- What to do -
Find every line in the records below that contains "target", and copy it.

- Exercise data -
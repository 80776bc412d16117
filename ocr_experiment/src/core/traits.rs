// 外部コラボレーターのトレイト定義
// キューとオブジェクトストレージはそれぞれ queue / storage モジュールで定義

use super::types::{DatasetHistogram, EvaluationReport, OcrExtraction, TableRow};
use anyhow::Result;
use async_trait::async_trait;
use mockall::automock;
use std::path::{Path, PathBuf};

/// 結果テーブル（表形式ストレージ）の抽象化トレイト
#[automock]
#[async_trait]
pub trait ResultTable: Send + Sync {
    /// パーティションキー + 行キーで1行を挿入または置換
    async fn upsert_row(&self, table: &str, row: &TableRow) -> Result<()>;

    /// テーブルの全行を取得
    async fn query_all(&self, table: &str) -> Result<Vec<TableRow>>;
}

/// OCRエンジンの抽象化トレイト
#[automock]
#[async_trait]
pub trait OcrEngine: Send + Sync {
    /// 画像からテキストと単語ごとの信頼度（0-100）を抽出
    async fn extract(&self, image_path: &Path) -> Result<OcrExtraction>;

    fn engine_name(&self) -> &'static str;
}

/// テキスト埋め込みプロバイダーの抽象化トレイト
#[automock]
#[async_trait]
pub trait EmbeddingProvider: Send + Sync {
    async fn embed(&self, text: &str) -> Result<Vec<f32>>;

    fn provider_name(&self) -> &'static str;
}

// EmbeddingProvider for Box<dyn EmbeddingProvider>
#[async_trait]
impl EmbeddingProvider for Box<dyn EmbeddingProvider> {
    async fn embed(&self, text: &str) -> Result<Vec<f32>> {
        self.as_ref().embed(text).await
    }

    fn provider_name(&self) -> &'static str {
        self.as_ref().provider_name()
    }
}

/// グラフ描画ルーチンの抽象化トレイト
#[automock]
pub trait ChartRenderer: Send + Sync {
    /// データセット全体のテクニック別件数を描画し、出力ファイルのパスを返す
    fn render_dataset_histogram(
        &self,
        histogram: &DatasetHistogram,
        output_dir: &Path,
    ) -> Result<PathBuf>;

    /// 1ジョブ分のテクニック比較を描画し、出力ファイルのパスを返す
    fn render_technique_comparison(
        &self,
        report: &EvaluationReport,
        output_dir: &Path,
    ) -> Result<PathBuf>;
}
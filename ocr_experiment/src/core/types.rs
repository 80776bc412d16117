// ジョブ・評価・集計で共有されるデータ型定義

use chrono::{DateTime, Utc};
use serde::{Deserialize, Serialize};
use std::collections::BTreeMap;
use std::path::PathBuf;
use std::time::Duration;

/// 勝者テクニックが存在しない結果の集計バケット名
pub const NOT_PROCESSED: &str = "Not Processed";

/// キューに流れるリクエストメッセージ（ワイヤーフォーマット）
#[derive(Debug, Clone, PartialEq, Serialize, Deserialize)]
#[serde(rename_all = "PascalCase")]
pub struct RequestMessage {
    pub experiment_id: String,
    pub input_file: String,
    #[serde(default)]
    pub name: String,
    #[serde(default)]
    pub description: String,
}

impl RequestMessage {
    pub fn new(
        experiment_id: impl Into<String>,
        input_file: impl Into<String>,
        name: impl Into<String>,
        description: impl Into<String>,
    ) -> Self {
        Self {
            experiment_id: experiment_id.into(),
            input_file: input_file.into(),
            name: name.into(),
            description: description.into(),
        }
    }

    /// JSON本文を解析し、必須フィールドを検証
    pub fn parse(body: &str) -> Result<Self, String> {
        let message: Self = serde_json::from_str(body).map_err(|e| e.to_string())?;
        if message.experiment_id.trim().is_empty() {
            return Err("ExperimentId is empty".to_string());
        }
        if message.input_file.trim().is_empty() {
            return Err("InputFile is empty".to_string());
        }
        Ok(message)
    }

    pub fn to_json(&self) -> serde_json::Result<String> {
        serde_json::to_string(self)
    }
}

/// メッセージのリース情報（メッセージID + 受領トークン）
#[derive(Debug, Clone, Default, PartialEq, Eq)]
pub struct LeaseHandle {
    pub message_id: String,
    pub receipt: String,
}

impl LeaseHandle {
    pub fn new(message_id: impl Into<String>, receipt: impl Into<String>) -> Self {
        Self {
            message_id: message_id.into(),
            receipt: receipt.into(),
        }
    }

    /// コミットに使えないハンドルかどうか
    pub fn is_empty(&self) -> bool {
        self.message_id.is_empty() || self.receipt.is_empty()
    }
}

/// 配信されたジョブリクエスト
#[derive(Debug, Clone, PartialEq)]
pub struct JobRequest {
    pub experiment_id: String,
    /// 単一画像のオブジェクト名、またはフォルダのプレフィックス
    pub input_ref: String,
    pub display_name: String,
    pub description: String,
    pub lease: LeaseHandle,
}

impl JobRequest {
    pub fn from_message(message: RequestMessage, lease: LeaseHandle) -> Self {
        Self {
            experiment_id: message.experiment_id,
            input_ref: message.input_file,
            display_name: message.name,
            description: message.description,
            lease,
        }
    }
}

/// OCRが返す単語ごとの信頼度（0-100）
#[derive(Debug, Clone, PartialEq, Serialize, Deserialize)]
pub struct WordConfidence {
    pub word: String,
    pub confidence: f32,
}

impl WordConfidence {
    pub fn new(word: impl Into<String>, confidence: f32) -> Self {
        Self {
            word: word.into(),
            confidence,
        }
    }
}

/// OCR抽出結果
#[derive(Debug, Clone, Default, PartialEq, Serialize, Deserialize)]
pub struct OcrExtraction {
    pub text: String,
    pub words: Vec<WordConfidence>,
}

/// テクニックごとの評価スコア
#[derive(Debug, Clone, PartialEq, Serialize, Deserialize)]
pub struct TechniqueScore {
    pub technique_name: String,
    pub mean_embedding_similarity: f64,
    pub dictionary_accuracy: f64,
    pub mean_confidence: f64,
    pub total_words: usize,
    pub extracted_text: String,
    pub output_artifact_ref: Option<PathBuf>,
}

/// テクニック間のコサイン類似度行列
#[derive(Debug, Clone, Default, PartialEq, Serialize, Deserialize)]
pub struct SimilarityMatrix {
    pub techniques: Vec<String>,
    pub values: Vec<Vec<f64>>,
}

/// 1ジョブ分の評価結果（勝者が先頭）
#[derive(Debug, Clone, Default, Serialize)]
pub struct EvaluationReport {
    pub ranked: Vec<TechniqueScore>,
    pub similarity: SimilarityMatrix,
    pub failures: BTreeMap<String, String>,
    pub attempted: usize,
}

impl EvaluationReport {
    pub fn best(&self) -> Option<&TechniqueScore> {
        self.ranked.first()
    }

    /// 1つもテクニックが成功しなかったか（空集合を含む）
    pub fn is_total_failure(&self) -> bool {
        self.ranked.is_empty()
    }
}

/// 1ジョブの最終結果
#[derive(Debug, Clone)]
pub struct JobResult {
    pub partition_key: String,
    pub row_key: String,
    pub experiment_id: String,
    pub input_file: String,
    pub display_name: String,
    pub description: String,
    pub start_time: DateTime<Utc>,
    pub end_time: DateTime<Utc>,
    pub duration: Duration,
    pub best: Option<TechniqueScore>,
    pub accuracy: f64,
    pub technique_failures: BTreeMap<String, String>,
    /// 結果コンテナにアップロードした勝者画像のオブジェクト名
    pub result_artifact: Option<String>,
}

impl JobResult {
    /// 勝者テクニック名（勝者なしは空文字列）
    pub fn technique_name(&self) -> &str {
        self.best
            .as_ref()
            .map(|score| score.technique_name.as_str())
            .unwrap_or("")
    }

    /// 結果テーブルに保存する行
    pub fn to_row(&self) -> TableRow {
        let best = self.best.as_ref();
        let mut fields = BTreeMap::new();
        fields.insert("ExperimentId".to_string(), self.experiment_id.clone().into());
        fields.insert("InputImage".to_string(), self.input_file.clone().into());
        fields.insert("Name".to_string(), self.display_name.clone().into());
        fields.insert("Description".to_string(), self.description.clone().into());
        fields.insert("StartTimeUtc".to_string(), self.start_time.to_rfc3339().into());
        fields.insert("EndTimeUtc".to_string(), self.end_time.to_rfc3339().into());
        fields.insert("DurationInSec".to_string(), self.duration.as_secs().into());
        fields.insert("Technique".to_string(), self.technique_name().into());
        fields.insert(
            "ExtractedText".to_string(),
            best.map(|s| s.extracted_text.clone()).unwrap_or_default().into(),
        );
        fields.insert(
            "CosineSimilarityMean".to_string(),
            best.map(|s| s.mean_embedding_similarity).unwrap_or(0.0).into(),
        );
        fields.insert("DictionaryAccuracy".to_string(), self.accuracy.into());
        fields.insert(
            "MeanConfidence".to_string(),
            best.map(|s| s.mean_confidence).unwrap_or(0.0).into(),
        );
        fields.insert(
            "OutputArtifact".to_string(),
            self.result_artifact.clone().unwrap_or_default().into(),
        );

        TableRow {
            partition_key: self.partition_key.clone(),
            row_key: self.row_key.clone(),
            fields,
        }
    }
}

/// 結果テーブルの1行
#[derive(Debug, Clone, PartialEq, Serialize, Deserialize)]
pub struct TableRow {
    pub partition_key: String,
    pub row_key: String,
    pub fields: BTreeMap<String, serde_json::Value>,
}

impl TableRow {
    pub fn get_str(&self, field: &str) -> Option<&str> {
        self.fields.get(field).and_then(|value| value.as_str())
    }
}

/// データセット単位のテクニック別件数
#[derive(Debug, Clone, PartialEq, Serialize)]
pub struct DatasetHistogram {
    pub experiment_id: String,
    pub counts: BTreeMap<String, usize>,
    pub total: usize,
    pub successful_count: usize,
}

impl DatasetHistogram {
    /// "Not Processed"バケットだけを持つ空のヒストグラム
    pub fn new(experiment_id: impl Into<String>) -> Self {
        let mut counts = BTreeMap::new();
        counts.insert(NOT_PROCESSED.to_string(), 0);
        Self {
            experiment_id: experiment_id.into(),
            counts,
            total: 0,
            successful_count: 0,
        }
    }

    /// 1件の結果を記録（空白・欠損は"Not Processed"）
    pub fn record(&mut self, technique: Option<&str>) {
        let bucket = match technique.map(str::trim) {
            Some(name) if !name.is_empty() => name,
            _ => NOT_PROCESSED,
        };
        *self.counts.entry(bucket.to_string()).or_insert(0) += 1;
        self.total += 1;
        if bucket != NOT_PROCESSED {
            self.successful_count += 1;
        }
    }

    pub fn not_processed(&self) -> usize {
        self.counts.get(NOT_PROCESSED).copied().unwrap_or(0)
    }

    pub fn success_rate(&self) -> f64 {
        if self.total == 0 {
            0.0
        } else {
            (self.total - self.not_processed()) as f64 / self.total as f64
        }
    }

    /// 最多件数のテクニック（同数は名前の昇順）
    pub fn best_technique(&self) -> Option<&str> {
        self.counts
            .iter()
            .filter(|(name, count)| name.as_str() != NOT_PROCESSED && **count > 0)
            .max_by(|(a_name, a), (b_name, b)| a.cmp(b).then_with(|| b_name.cmp(a_name)))
            .map(|(name, _)| name.as_str())
    }
}
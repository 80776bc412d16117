// 前処理ランナー - 入力画像にテクニックを適用して出力画像を作る

pub mod filters;

pub use filters::{Filter, FilterRegistry, BUILTIN_TECHNIQUES};

use crate::core::{ExperimentError, ExperimentResult, TechniqueStage};
use anyhow::Context;
use image::DynamicImage;
use std::path::{Path, PathBuf};
use std::sync::Arc;

/// 入力画像にフィルターを適用し、テクニックごとの出力画像を保存する
#[derive(Debug, Clone)]
pub struct PreprocessingRunner {
    registry: Arc<FilterRegistry>,
}

impl PreprocessingRunner {
    pub fn new(registry: FilterRegistry) -> Self {
        Self {
            registry: Arc::new(registry),
        }
    }

    /// 出力画像のパス（`{入力名}-{テクニック}.png`）
    pub fn output_path(input: &Path, technique: &str, output_dir: &Path) -> PathBuf {
        let stem = input
            .file_stem()
            .map(|s| s.to_string_lossy().into_owned())
            .unwrap_or_else(|| "image".to_string());
        output_dir.join(format!("{stem}-{technique}.png"))
    }

    /// 入力画像を読み込む（ブロッキング処理を別スレッドで）
    pub async fn load_input(input: &Path) -> anyhow::Result<Arc<DynamicImage>> {
        let path = input.to_path_buf();
        let image = tokio::task::spawn_blocking(move || image::open(&path))
            .await
            .context("Failed to spawn blocking task for image loading")?
            .with_context(|| format!("Failed to load image: {}", input.display()))?;
        Ok(Arc::new(image))
    }

    /// 読み込み済み画像に1テクニックを適用して保存
    pub async fn apply_loaded(
        &self,
        image: Arc<DynamicImage>,
        input: &Path,
        technique: &str,
        output_dir: &Path,
    ) -> ExperimentResult<PathBuf> {
        let filter = self.registry.get(technique).ok_or_else(|| {
            ExperimentError::technique(
                technique,
                TechniqueStage::Lookup,
                anyhow::anyhow!("未登録のテクニックです: {technique}"),
            )
        })?;

        let output = Self::output_path(input, technique, output_dir);
        let target = output.clone();
        let result = tokio::task::spawn_blocking(move || -> anyhow::Result<()> {
            let transformed = filter(&image);
            transformed
                .save(&target)
                .with_context(|| format!("Failed to save image: {}", target.display()))
        })
        .await;

        match result {
            Ok(Ok(())) => Ok(output),
            Ok(Err(e)) => Err(ExperimentError::technique(technique, TechniqueStage::Transform, e)),
            Err(join_error) => Err(ExperimentError::technique(
                technique,
                TechniqueStage::Transform,
                anyhow::anyhow!("変換タスクが異常終了しました: {join_error}"),
            )),
        }
    }
}
// ジョブ実行 - 配信されたリクエストを評価して結果を永続化する

use crate::core::{
    ChartRenderer, EmbeddingProvider, ExperimentError, ExperimentResult, JobRequest, JobResult, OcrEngine,
    ResultTable,
};
use crate::engine::evaluator::{write_report, TechniqueEvaluator};
use crate::services::config::ExperimentConfig;
use crate::services::scratch::ScratchArea;
use crate::storage::ObjectStore;
use chrono::Utc;
use std::path::Path;
use std::sync::Arc;
use std::time::Instant;
use tracing::{info, warn};
use uuid::Uuid;

/// ジョブ実行に必要な設定値
#[derive(Debug, Clone)]
pub struct RunnerSettings {
    pub group_id: String,
    pub training_container: String,
    pub result_container: String,
    pub result_table: String,
    pub techniques: Vec<String>,
}

impl RunnerSettings {
    pub fn from_config(config: &ExperimentConfig) -> Self {
        Self {
            group_id: config.group_id.clone(),
            training_container: config.training_container.clone(),
            result_container: config.result_container.clone(),
            result_table: config.result_table.clone(),
            techniques: config.techniques.clone(),
        }
    }
}

/// ジョブ単位のドライバー
pub struct ExperimentRunner<O, E, S, T, C>
where
    O: OcrEngine,
    E: EmbeddingProvider,
    S: ObjectStore,
    T: ResultTable,
    C: ChartRenderer,
{
    evaluator: Arc<TechniqueEvaluator<O, E>>,
    store: Arc<S>,
    table: Arc<T>,
    charts: Arc<C>,
    scratch: ScratchArea,
    settings: RunnerSettings,
}

impl<O, E, S, T, C> ExperimentRunner<O, E, S, T, C>
where
    O: OcrEngine + 'static,
    E: EmbeddingProvider + 'static,
    S: ObjectStore,
    T: ResultTable,
    C: ChartRenderer,
{
    pub fn new(
        evaluator: Arc<TechniqueEvaluator<O, E>>,
        store: Arc<S>,
        table: Arc<T>,
        charts: Arc<C>,
        scratch: ScratchArea,
        settings: RunnerSettings,
    ) -> Self {
        Self {
            evaluator,
            store,
            table,
            charts,
            scratch,
            settings,
        }
    }

    /// 1ジョブを処理する。成否にかかわらず作業領域は消去する
    ///
    /// エラーはコミット前の失敗で、メッセージはリース切れ後に再配信される。
    pub async fn process_job(&self, request: &JobRequest) -> ExperimentResult<JobResult> {
        let result = self.process_job_inner(request).await;
        if let Err(e) = self.scratch.clear().await {
            warn!(error = %e, "Failed to clear scratch area");
        }
        result
    }

    async fn process_job_inner(&self, request: &JobRequest) -> ExperimentResult<JobResult> {
        let start_time = Utc::now();
        let started = Instant::now();
        self.scratch.clear().await?;

        let file_name = object_file_name(&request.input_ref);
        let local_input = self.scratch.input_dir().join(&file_name);
        self.store
            .download(&self.settings.training_container, &request.input_ref, &local_input)
            .await
            .map_err(|e| ExperimentError::transport("download", e))?;

        let report = self
            .evaluator
            .evaluate(&local_input, &self.settings.techniques, &self.scratch.output_dir())
            .await;

        let upload_prefix = format!(
            "{}-{}-{}",
            request.experiment_id,
            Uuid::new_v4(),
            file_stem(&file_name)
        );

        // 勝者画像のアップロード（失敗はジョブ失敗として再配信に任せる）
        let mut result_artifact = None;
        if let Some(path) = report.best().and_then(|best| best.output_artifact_ref.as_ref()) {
            let name = format!("{upload_prefix}/{}", object_file_name(&path.to_string_lossy()));
            self.store
                .upload(&self.settings.result_container, &name, path, true)
                .await
                .map_err(|e| ExperimentError::transport("upload", e))?;
            result_artifact = Some(name);
        }

        // 評価レポートとグラフは補助的な成果物なので失敗してもジョブは続行
        let reports_dir = self.scratch.reports_dir();
        let mut report_files = Vec::new();
        match write_report(&report, &reports_dir).await {
            Ok(path) => report_files.push(path),
            Err(e) => warn!(error = %e, "Failed to write technique report"),
        }
        match self.charts.render_technique_comparison(&report, &reports_dir) {
            Ok(path) => report_files.push(path),
            Err(e) => warn!(error = %e, "Failed to render technique comparison"),
        }
        for path in &report_files {
            let name = format!("{upload_prefix}/{}", object_file_name(&path.to_string_lossy()));
            if let Err(e) = self
                .store
                .upload(&self.settings.result_container, &name, path, true)
                .await
            {
                warn!(object = %name, error = %e, "Failed to upload report");
            }
        }

        let best = report.best().cloned();
        let result = JobResult {
            partition_key: self.settings.group_id.clone(),
            row_key: Uuid::new_v4().to_string(),
            experiment_id: request.experiment_id.clone(),
            input_file: request.input_ref.clone(),
            display_name: request.display_name.clone(),
            description: request.description.clone(),
            start_time,
            end_time: Utc::now(),
            duration: started.elapsed(),
            accuracy: best.as_ref().map(|b| b.dictionary_accuracy).unwrap_or(0.0),
            best,
            technique_failures: report.failures.clone(),
            result_artifact,
        };

        self.table
            .upsert_row(&self.settings.result_table, &result.to_row())
            .await
            .map_err(|e| ExperimentError::transport("upsert_row", e))?;

        info!(
            experiment_id = %result.experiment_id,
            input = %result.input_file,
            technique = %result.technique_name(),
            accuracy = result.accuracy,
            duration_secs = result.duration.as_secs(),
            "Job result persisted"
        );
        Ok(result)
    }
}

/// オブジェクト名の最後の要素
fn object_file_name(name: &str) -> String {
    let trimmed = name.trim_end_matches(['/', '\\']);
    trimmed
        .rsplit(['/', '\\'])
        .next()
        .filter(|s| !s.is_empty())
        .unwrap_or("input")
        .to_string()
}

fn file_stem(file_name: &str) -> String {
    Path::new(file_name)
        .file_stem()
        .map(|s| s.to_string_lossy().into_owned())
        .unwrap_or_else(|| file_name.to_string())
}
use crate::cli::context::WorkerContext;
use crate::engine::write_report;
use crate::services::ExperimentConfig;
use anyhow::Result;
use std::path::PathBuf;

/// ローカル画像1枚に対して評価を実行し、順位をJSONで出力する（キューとストレージは使わない）
pub async fn execute_evaluate(
    config: ExperimentConfig,
    image: PathBuf,
    output: Option<PathBuf>,
    techniques: Vec<String>,
) -> Result<()> {
    if !image.is_file() {
        anyhow::bail!("Image file does not exist: {}", image.display());
    }

    let context = WorkerContext::new(config);
    let techniques = if techniques.is_empty() {
        context.config.techniques.clone()
    } else {
        techniques
    };
    let output_dir = output.unwrap_or_else(|| context.scratch.output_dir());

    let evaluator = context.build_evaluator()?;
    let report = evaluator.evaluate(&image, &techniques, &output_dir).await;
    let report_path = write_report(&report, &output_dir).await?;

    println!("{}", serde_json::to_string_pretty(&report)?);
    eprintln!("📄 レポート: {}", report_path.display());
    Ok(())
}
pub mod aggregate;
pub mod enqueue;
pub mod evaluate;
pub mod run;

pub use aggregate::*;
pub use enqueue::*;
pub use evaluate::*;
pub use run::*;
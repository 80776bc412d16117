// CLI層 - コマンドライン引数の定義と処理
// ユーザーインターフェースとワーカーの組み立ての橋渡し

pub mod args;
pub mod commands;
pub mod context;

// 公開API
pub use args::*;
pub use commands::*;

- Solved exercise -
        let target = output.clone();
                .save(&target)
                .with_context(|| format!("Failed to save image: {}", target.display()))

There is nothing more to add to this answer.